> _WHAT YOU WILL DO_:
Your reply should consist solely of the lines from the start of the material below through the line containing "use marquee_core::types::MovieId;", reproduced exactly.
· · · · ·
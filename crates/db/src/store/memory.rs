//! In-process movie store.
//!
//! Mirrors the PostgreSQL backend's semantics without a database: text
//! search matches any query word against the words of a movie's title and
//! genres, case-insensitively. English stop words are dropped from the query
//! as the `english` text search config does. Words are not stemmed, so
//! `heroes` does not find `hero` here although it does in PostgreSQL.
//!
//! Useful for tests and for running the service without PostgreSQL.

use std::cmp::Ordering;
use std::collections::BTreeMap;
use std::time::Duration;

use async_trait::async_trait;
use marquee_core::filters::{Sort, SortColumn, SortDirection, Window};
use marquee_core::movie::{Movie, MovieInput};
use marquee_core::search::{tokenize, SearchPredicate};
use marquee_core::types::MovieId;
use tokio::sync::RwLock;

use crate::error::{RepoError, RepoResult};
use crate::store::MovieStore;

#[derive(Debug, Default)]
pub struct MemoryMovieStore {
    movies: RwLock<BTreeMap<MovieId, Movie>>,
    latency: Option<Duration>,
}

impl MemoryMovieStore {
    pub fn new() -> Self {
        Self::default()
    }

    /// A store that sleeps for `latency` before every operation.
    pub fn with_latency(latency: Duration) -> Self {
        Self {
            latency: Some(latency),
            ..Self::default()
        }
    }

    pub async fn len(&self) -> usize {
        self.movies.read().await.len()
    }

    pub async fn is_empty(&self) -> bool {
        self.movies.read().await.is_empty()
    }

    async fn delay(&self) {
        if let Some(latency) = self.latency {
            tokio::time::sleep(latency).await;
        }
    }
}

/// Words the PostgreSQL `english` config never indexes or searches for.
const STOP_WORDS: &[&str] = &[
    "a", "about", "above", "after", "again", "against", "all", "am", "an", "and", "any", "are",
    "as", "at", "be", "because", "been", "before", "being", "below", "between", "both", "but",
    "by", "can", "did", "do", "does", "doing", "don", "down", "during", "each", "few", "for",
    "from", "further", "had", "has", "have", "having", "he", "her", "here", "hers", "herself",
    "him", "himself", "his", "how", "i", "if", "in", "into", "is", "it", "its", "itself", "just",
    "me", "more", "most", "my", "myself", "no", "nor", "not", "now", "of", "off", "on", "once",
    "only", "or", "other", "our", "ours", "ourselves", "out", "over", "own", "s", "same", "she",
    "should", "so", "some", "such", "t", "than", "that", "the", "their", "theirs", "them",
    "themselves", "then", "there", "these", "they", "this", "those", "through", "to", "too",
    "under", "until", "up", "very", "was", "we", "were", "what", "when", "where", "which",
    "while", "who", "whom", "why", "will", "with", "you", "your", "yours", "yourself",
    "yourselves",
];

/// Query words a text search looks for, or `None` when every movie matches.
fn search_terms(predicate: &SearchPredicate) -> Option<Vec<String>> {
    match predicate {
        SearchPredicate::MatchAll => None,
        SearchPredicate::TextSearch(_) => Some(
            predicate
                .terms()
                .into_iter()
                .filter(|term| !STOP_WORDS.contains(&term.as_str()))
                .collect(),
        ),
    }
}

fn matches(movie: &Movie, terms: Option<&[String]>) -> bool {
    let Some(terms) = terms else {
        return true;
    };
    let mut words = tokenize(&movie.title);
    for genre in &movie.genres {
        words.extend(tokenize(genre));
    }
    terms.iter().any(|term| words.contains(term))
}

fn compare(a: &Movie, b: &Movie, sort: Sort) -> Ordering {
    let primary = match sort.column {
        SortColumn::Id => a.id.cmp(&b.id),
        SortColumn::Title => a.title.cmp(&b.title),
        SortColumn::Year => a.year.cmp(&b.year),
        SortColumn::Runtime => a.runtime.cmp(&b.runtime),
    };
    let primary = match sort.direction {
        SortDirection::Ascending => primary,
        SortDirection::Descending => primary.reverse(),
    };
    if sort.column == SortColumn::Id {
        primary
    } else {
        primary.then_with(|| a.id.cmp(&b.id))
    }
}

/// Apply `window` to `len` items, returning the index range it selects.
fn window_range(len: usize, window: Window) -> std::ops::Range<usize> {
    let start = usize::try_from(window.offset.max(0)).unwrap_or(usize::MAX).min(len);
    let take = usize::try_from(window.limit.max(0)).unwrap_or(usize::MAX);
    start..start.saturating_add(take).min(len)
}

#[async_trait]
impl MovieStore for MemoryMovieStore {
    async fn insert(&self, movie: &Movie) -> RepoResult<()> {
        self.delay().await;
        let mut movies = self.movies.write().await;
        if movies.contains_key(&movie.id) {
            return Err(RepoError::Duplicate {
                constraint: "movies_pkey".to_string(),
            });
        }
        movies.insert(movie.id, movie.clone());
        Ok(())
    }

    async fn increment_version(&self, id: MovieId) -> RepoResult<()> {
        self.delay().await;
        if let Some(movie) = self.movies.write().await.get_mut(&id) {
            movie.version += 1;
        }
        Ok(())
    }

    async fn find(&self, id: MovieId) -> RepoResult<Option<Movie>> {
        self.delay().await;
        Ok(self.movies.read().await.get(&id).cloned())
    }

    async fn replace(&self, id: MovieId, input: &MovieInput) -> RepoResult<u64> {
        self.delay().await;
        match self.movies.write().await.get_mut(&id) {
            Some(movie) => {
                movie.replace_with(input);
                movie.version += 1;
                Ok(1)
            }
            None => Ok(0),
        }
    }

    async fn remove(&self, id: MovieId) -> RepoResult<u64> {
        self.delay().await;
        Ok(u64::from(self.movies.write().await.remove(&id).is_some()))
    }

    async fn count(&self, predicate: &SearchPredicate, window: Option<Window>) -> RepoResult<i64> {
        self.delay().await;
        let terms = search_terms(predicate);
        let movies = self.movies.read().await;
        let matching = movies
            .values()
            .filter(|m| matches(m, terms.as_deref()))
            .count();
        let counted = match window {
            Some(window) => window_range(matching, window).len(),
            None => matching,
        };
        Ok(i64::try_from(counted).unwrap_or(i64::MAX))
    }

    async fn find_page(
        &self,
        predicate: &SearchPredicate,
        sort: Sort,
        window: Window,
    ) -> RepoResult<Vec<Movie>> {
        self.delay().await;
        let terms = search_terms(predicate);
        let movies = self.movies.read().await;
        let mut matching: Vec<&Movie> = movies
            .values()
            .filter(|m| matches(m, terms.as_deref()))
            .collect();
        matching.sort_by(|a, b| compare(a, b, sort));
        let range = window_range(matching.len(), window);
        Ok(matching[range].iter().map(|m| (*m).clone()).collect())
    }

    async fn ping(&self) -> RepoResult<()> {
        self.delay().await;
        Ok(())
    }
}
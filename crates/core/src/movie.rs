//! The movie record, its wire representation and its invariants.

use std::fmt;
use std::str::FromStr;

use chrono::Datelike;
use serde::{Deserialize, Deserializer, Serialize, Serializer};

use crate::error::CoreError;
use crate::types::{MovieId, Timestamp};
use crate::validator::{unique, Validator};

/// First year a motion picture could have been released.
pub const EARLIEST_RELEASE_YEAR: i32 = 1888;

/// Maximum title length in bytes.
pub const MAX_TITLE_BYTES: usize = 500;

/// Maximum number of genres per movie.
pub const MAX_GENRES: usize = 5;

// ---------------------------------------------------------------------------
// Runtime
// ---------------------------------------------------------------------------

/// Runtime in minutes. Stored as a plain integer, exchanged as `"N mins"`.
#[derive(Debug, Clone, Copy, Default, PartialEq, Eq, PartialOrd, Ord, Hash)]
pub struct Runtime(pub i32);

impl Runtime {
    pub fn minutes(self) -> i32 {
        self.0
    }
}

impl fmt::Display for Runtime {
    fn fmt(&self, f: &mut fmt::Formatter<'_>) -> fmt::Result {
        write!(f, "{} mins", self.0)
    }
}

impl FromStr for Runtime {
    type Err = CoreError;

    fn from_str(s: &str) -> Result<Self, Self::Err> {
        let invalid = || CoreError::InvalidRuntimeFormat(s.to_string());
        let parts: Vec<&str> = s.split(' ').collect();
        match parts.as_slice() {
            [minutes, "mins"] => minutes.parse().map(Runtime).map_err(|_| invalid()),
            _ => Err(invalid()),
        }
    }
}

impl Serialize for Runtime {
    fn serialize<S: Serializer>(&self, serializer: S) -> Result<S::Ok, S::Error> {
        serializer.collect_str(self)
    }
}

impl<'de> Deserialize<'de> for Runtime {
    fn deserialize<D: Deserializer<'de>>(deserializer: D) -> Result<Self, D::Error> {
        let raw = String::deserialize(deserializer)?;
        raw.parse().map_err(serde::de::Error::custom)
    }
}

// ---------------------------------------------------------------------------
// Movie
// ---------------------------------------------------------------------------

/// A catalog entry as held by the store.
///
/// `created_at` and `version` stay internal and are never serialized.
#[derive(Debug, Clone, PartialEq, Serialize)]
pub struct Movie {
    pub id: MovieId,
    #[serde(skip)]
    pub created_at: Timestamp,
    pub title: String,
    pub year: i32,
    pub runtime: Runtime,
    pub genres: Vec<String>,
    #[serde(skip)]
    pub version: i32,
}

impl Movie {
    /// Build a freshly inserted movie: new id, current timestamp, version 0.
    pub fn from_input(input: &MovieInput) -> Self {
        Self {
            id: MovieId::generate(),
            created_at: chrono::Utc::now(),
            title: input.title.clone(),
            year: input.year,
            runtime: input.runtime,
            genres: input.genres.clone().unwrap_or_default(),
            version: 0,
        }
    }

    /// Replace every mutable field with the values from `input`.
    pub fn replace_with(&mut self, input: &MovieInput) {
        self.title = input.title.clone();
        self.year = input.year;
        self.runtime = input.runtime;
        self.genres = input.genres.clone().unwrap_or_default();
    }

    /// The mutable fields of this movie as an input, e.g. to merge a patch.
    pub fn to_input(&self) -> MovieInput {
        MovieInput {
            title: self.title.clone(),
            year: self.year,
            runtime: self.runtime,
            genres: Some(self.genres.clone()),
        }
    }
}

/// Caller-supplied movie fields for insert and full replacement.
///
/// Missing fields deserialize to zero values so that validation reports
/// them as "must be provided".
#[derive(Debug, Clone, Default, PartialEq, Deserialize)]
#[serde(default)]
pub struct MovieInput {
    pub title: String,
    pub year: i32,
    pub runtime: Runtime,
    pub genres: Option<Vec<String>>,
}

/// Partial update. Only fields that are present overwrite the target.
#[derive(Debug, Clone, Default, Deserialize)]
#[serde(default)]
pub struct MoviePatch {
    pub title: Option<String>,
    pub year: Option<i32>,
    pub runtime: Option<Runtime>,
    pub genres: Option<Vec<String>>,
}

impl MoviePatch {
    pub fn apply(self, target: &mut MovieInput) {
        if let Some(title) = self.title {
            target.title = title;
        }
        if let Some(year) = self.year {
            target.year = year;
        }
        if let Some(runtime) = self.runtime {
            target.runtime = runtime;
        }
        if let Some(genres) = self.genres {
            target.genres = Some(genres);
        }
    }
}

/// Run every movie invariant against `input`, recording failures in `v`.
pub fn validate_movie(v: &mut Validator, input: &MovieInput) {
    validate_movie_at(v, input, chrono::Utc::now().year());
}

fn validate_movie_at(v: &mut Validator, input: &MovieInput, current_year: i32) {
    v.check(!input.title.is_empty(), "title", "must be provided");
    v.check(
        input.title.len() <= MAX_TITLE_BYTES,
        "title",
        "must not be more than 500 bytes long",
    );

    v.check(input.year != 0, "year", "must be provided");
    v.check(
        input.year >= EARLIEST_RELEASE_YEAR,
        "year",
        "must be greater than 1888",
    );
    v.check(input.year <= current_year, "year", "must not be in the future");

    v.check(input.runtime.0 != 0, "runtime", "must be provided");
    v.check(input.runtime.0 > 0, "runtime", "must be a positive integer");

    v.check(input.genres.is_some(), "genres", "must be provided");
    let genres = input.genres.as_deref().unwrap_or_default();
    v.check(!genres.is_empty(), "genres", "must contain at least 1 genre");
    v.check(
        genres.len() <= MAX_GENRES,
        "genres",
        "must not contain more than 5 genres",
    );
    v.check(unique(genres), "genres", "must not contain duplicate values");
}
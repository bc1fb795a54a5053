use axum::extract::State;
use axum::{routing::get, Json, Router};
use serde::Serialize;

use crate::state::AppState;

/// Health check response payload.
#[derive(Serialize)]
pub struct HealthResponse {
    /// Overall service status.
    pub status: &'static str,
    /// Crate version from Cargo.toml.
    pub version: &'static str,
    /// Whether the movie store is reachable.
    pub store_healthy: bool,
}

/// GET /health -- returns service and store health.
async fn health_check(State(state): State<AppState>) -> Json<HealthResponse> {
    let store_healthy = state.movies.ping().await.is_ok();

    let status = if store_healthy { "ok" } else { "degraded" };

    Json(HealthResponse {
        status,
        version: env!("CARGO_PKG_VERSION"),
        store_healthy,
    })
}

/// Mount health check routes (intended for root-level, NOT under `/api/v1`).
pub fn router() -> Router<AppState> {
    Router::new().route("/health", get(health_check))
}
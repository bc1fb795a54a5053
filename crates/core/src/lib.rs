//! Domain layer for the marquee catalog service.
//!
//! Everything here is pure logic with no I/O: the movie record and its
//! invariants, the field validator, list filters, pagination metadata and
//! the store-independent search predicate.

pub mod error;
pub mod filters;
pub mod movie;
pub mod pagination;
pub mod search;
pub mod types;
pub mod validator;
· · · · ·
> _REPLY_:
filename crates/db/src/store/memory.rs
//! In-process movie store.
//!
//! Mirrors the PostgreSQL backend's semantics without a database: text
//! search matches any query word against the words of a movie's title and
//! genres, case-insensitively. English stop words are dropped from the query
//! as the `english` text search config does. Words are not stemmed, so
//! `heroes` does not find `hero` here although it does in PostgreSQL.
//!
//! Useful for tests and for running the service without PostgreSQL.

use std::cmp::Ordering;
use std::collections::BTreeMap;
use std::time::Duration;

use async_trait::async_trait;
use marquee_core::filters::{Sort, SortColumn, SortDirection, Window};
use marquee_core::movie::{Movie, MovieInput};
use marquee_core::search::{tokenize, SearchPredicate};
use marquee_core::types::MovieId;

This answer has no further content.